use thiserror::Error;

#[derive(Debug, Error)]
pub enum BesedaError {
    #[error("Config error: {0}")]
    Config(String),

    #[error("Speech error: {0}")]
    Speech(String),

    #[error("Provider error: {0}")]
    Provider(String),

    #[error("IO error: {0}")]
    Io(#[from] std::io::Error),

    #[error("JSON error: {0}")]
    Json(#[from] serde_json::Error),

    #[error(transparent)]
    Other(#[from] anyhow::Error),
}

pub type Result<T> = std::result::Result<T, BesedaError>;
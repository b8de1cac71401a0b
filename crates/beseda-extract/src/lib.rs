//! Tolerant extraction of structured records from free-form LLM completions.
//!
//! Completions arrive as prose-wrapped, fenced, or plain JSON — or as text
//! that conforms to no contract at all. Extraction tries an ordered list of
//! strategies and finally falls back to a safe default record, so a parse
//! failure can never break the conversation loop.

mod strategies;
mod tutor_reply;
mod word_lookup;

pub use tutor_reply::extract_tutor_reply;
pub use word_lookup::extract_word_lookup;

use serde_json::Value;

/// A record shape recoverable from completion text.
pub trait FromCompletion: Sized {
    /// Safe record returned when no strategy recovers a payload.
    fn fallback() -> Self;

    /// Read fields from a parsed payload. Each field carries its own
    /// default — one malformed field must not invalidate the others.
    fn from_value(value: &Value) -> Self;
}

/// Recover a `T` from raw completion text. Pure and synchronous; never fails.
pub fn extract<T: FromCompletion>(raw: &str) -> T {
    match strategies::extract_payload(raw) {
        Some(value) => T::from_value(&value),
        None => {
            tracing::debug!(chars = raw.len(), "no structured payload found, using defaults");
            T::fallback()
        }
    }
}
//! Voice selection policy.

use beseda_core::types::LanguageTag;

use crate::backend::VoiceInfo;

/// Pick a voice for a run's language.
///
/// Preference order: an explicitly configured voice id when the backend
/// advertises it, then a locale match (for English, a higher-quality match
/// first), then `None` — the backend default.
pub fn select_voice<'a>(
    voices: &'a [VoiceInfo],
    language: LanguageTag,
    preferred_id: Option<&str>,
) -> Option<&'a VoiceInfo> {
    if let Some(id) = preferred_id {
        if let Some(voice) = voices.iter().find(|v| v.id == id) {
            return Some(voice);
        }
    }

    let mut matches = voices
        .iter()
        .filter(|v| v.locale.starts_with(language.code()));

    if language == LanguageTag::English {
        let mut matches: Vec<&VoiceInfo> = matches.collect();
        if let Some(idx) = matches.iter().position(|v| v.high_quality) {
            return Some(matches.remove(idx));
        }
        return matches.into_iter().next();
    }

    matches.next()
}
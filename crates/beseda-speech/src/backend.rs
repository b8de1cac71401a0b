//! Speech synthesis backend abstraction.
//!
//! The backend is an injected capability owned by the caller, not ambient
//! global state, so the orchestrator can be tested against a mock.

use async_trait::async_trait;
use serde::{Deserialize, Serialize};

use beseda_core::types::LanguageTag;

/// A voice advertised by the backend.
#[derive(Debug, Clone, PartialEq, Eq, Serialize, Deserialize)]
pub struct VoiceInfo {
    /// Backend-specific voice identifier.
    pub id: String,
    pub name: String,
    /// BCP-47 locale tag, e.g. "ru-RU".
    pub locale: String,
    /// Backend marks this voice as higher quality than its siblings.
    #[serde(default)]
    pub high_quality: bool,
}

/// One utterance handed to the backend.
#[derive(Debug, Clone, PartialEq, Serialize, Deserialize)]
pub struct UtteranceRequest {
    pub text: String,
    pub language: LanguageTag,
    /// Selected voice, or `None` for the backend default.
    pub voice: Option<VoiceInfo>,
    pub rate: f32,
    pub pitch: f32,
    pub volume: f32,
}

/// Speech synthesis capability.
#[async_trait]
pub trait SpeechBackend: Send + Sync {
    /// Whether synthesis is usable at all (e.g. credentials present).
    fn is_available(&self) -> bool {
        true
    }

    /// Voices the backend can synthesize with. May be empty; the
    /// orchestrator degrades to the backend default voice.
    async fn voices(&self) -> Vec<VoiceInfo>;

    /// Synthesize one utterance. Resolves when the utterance has finished.
    async fn speak(&self, utterance: &UtteranceRequest) -> anyhow::Result<()>;

    /// Cancel all pending and active utterances. May return before the
    /// backend has actually stopped.
    fn cancel(&self);
}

▶ REQUIREMENT
Return the data from the top line through the bottom line exactly.

▶ RESPONSE AREA
use thiserror::Error;

#[derive(Debug, Error)]
pub enum BesedaError {
    #[error("Config error: {0}")]
    Config(String),

    #[error("Speech error: {0}")]
    Speech(String),

    #[error("Provider error: {0}")]
    Provider(String),

    #[error("IO error: {0}")]
    Io(#[from] std::io::Error),

    #[error("JSON error: {0}")]
    Json(#[from] serde_json::Error),

    #[error(transparent)]
    Other(#[from] anyhow::Error),
}

pub type Result<T> = std::result::Result<T, BesedaError>;
repository b8de1cac71401a0b
filename crates/beseda-extract/src/lib.rs
//! Tolerant extraction of structured records from free-form LLM completions.
//!
//! Completions arrive as prose-wrapped, fenced, or plain JSON — or as text
//! that conforms to no contract at all. Extraction tries an ordered list of
//! strategies and finally falls back to a safe default record, so a parse
//! failure can never break the conversation loop.

mod strategies;
mod tutor_reply;
mod word_lookup;

pub use tutor_reply::extract_tutor_reply;
pub use word_lookup::extract_word_lookup;

use serde_json::Value;

/// A record shape recoverable from completion text.
pub trait FromCompletion: Sized {
    /// Safe record returned when no strategy recovers a payload.
    fn fallback() -> Self;

    /// Read fields from a parsed payload. Each field carries its own
    /// default — one malformed field must not invalidate the others.
    fn from_value(value: &Value) -> Self;
}

/// Recover a `T` from raw completion text. Pure and synchronous; never fails.
pub fn extract<T: FromCompletion>(raw: &str) -> T {
    match strategies::extract_payload(raw) {
        Some(value) => T::from_value(&value),
        None => {
            tracing::debug!(chars = raw.len(), "no structured payload found, using defaults");
            T::fallback()
        }
    }
}
//! Voice selection policy.

use beseda_core::types::LanguageTag;

use crate::backend::VoiceInfo;

/// Pick a voice for a run's language.
///
/// Preference order: an explicitly configured voice id when the backend
/// advertises it, then a locale match (for English, a higher-quality match
/// first), then `None` — the backend default.
pub fn select_voice<'a>(
    voices: &'a [VoiceInfo],
    language: LanguageTag,
    preferred_id: Option<&str>,
) -> Option<&'a VoiceInfo> {
    if let Some(id) = preferred_id {
        if let Some(voice) = voices.iter().find(|v| v.id == id) {
            return Some(voice);
        }
    }

    let mut matches = voices
        .iter()
        .filter(|v| v.locale.starts_with(language.code()));

    if language == LanguageTag::English {
        let mut matches: Vec<&VoiceInfo> = matches.collect();
        if let Some(idx) = matches.iter().position(|v| v.high_quality) {
            return Some(matches.remove(idx));
        }
        return matches.into_iter().next();
    }

    matches.next()
}
filename crates/beseda-speech/src/backend.rs
repository b8de1cac71401a0b
//! Speech synthesis backend abstraction.
//!
//! The backend is an injected capability owned by the caller, not ambient
//! global state, so the orchestrator can be tested against a mock.

use async_trait::async_trait;
use serde::{Deserialize, Serialize};

use beseda_core::types::LanguageTag;

/// A voice advertised by the backend.
#[derive(Debug, Clone, PartialEq, Eq, Serialize, Deserialize)]
pub struct VoiceInfo {
    /// Backend-specific voice identifier.
    pub id: String,
    pub name: String,
    /// BCP-47 locale tag, e.g. "ru-RU".
    pub locale: String,
    /// Backend marks this voice as higher quality than its siblings.
    #[serde(default)]
    pub high_quality: bool,
}

/// One utterance handed to the backend.
#[derive(Debug, Clone, PartialEq, Serialize, Deserialize)]
pub struct UtteranceRequest {
    pub text: String,
    pub language: LanguageTag,
    /// Selected voice, or `None` for the backend default.
    pub voice: Option<VoiceInfo>,
    pub rate: f32,
    pub pitch: f32,
    pub volume: f32,
}

/// Speech synthesis capability.
#[async_trait]
pub trait SpeechBackend: Send + Sync {
    /// Whether synthesis is usable at all (e.g. credentials present).
    fn is_available(&self) -> bool {
        true
    }

    /// Voices the backend can synthesize with. May be empty; the
    /// orchestrator degrades to the backend default voice.
    async fn voices(&self) -> Vec<VoiceInfo>;

    /// Synthesize one utterance. Resolves when the utterance has finished.
    async fn speak(&self, utterance: &UtteranceRequest) -> anyhow::Result<()>;

    /// Cancel all pending and active utterances. May return before the
    /// backend has actually stopped.
    fn cancel(&self);
}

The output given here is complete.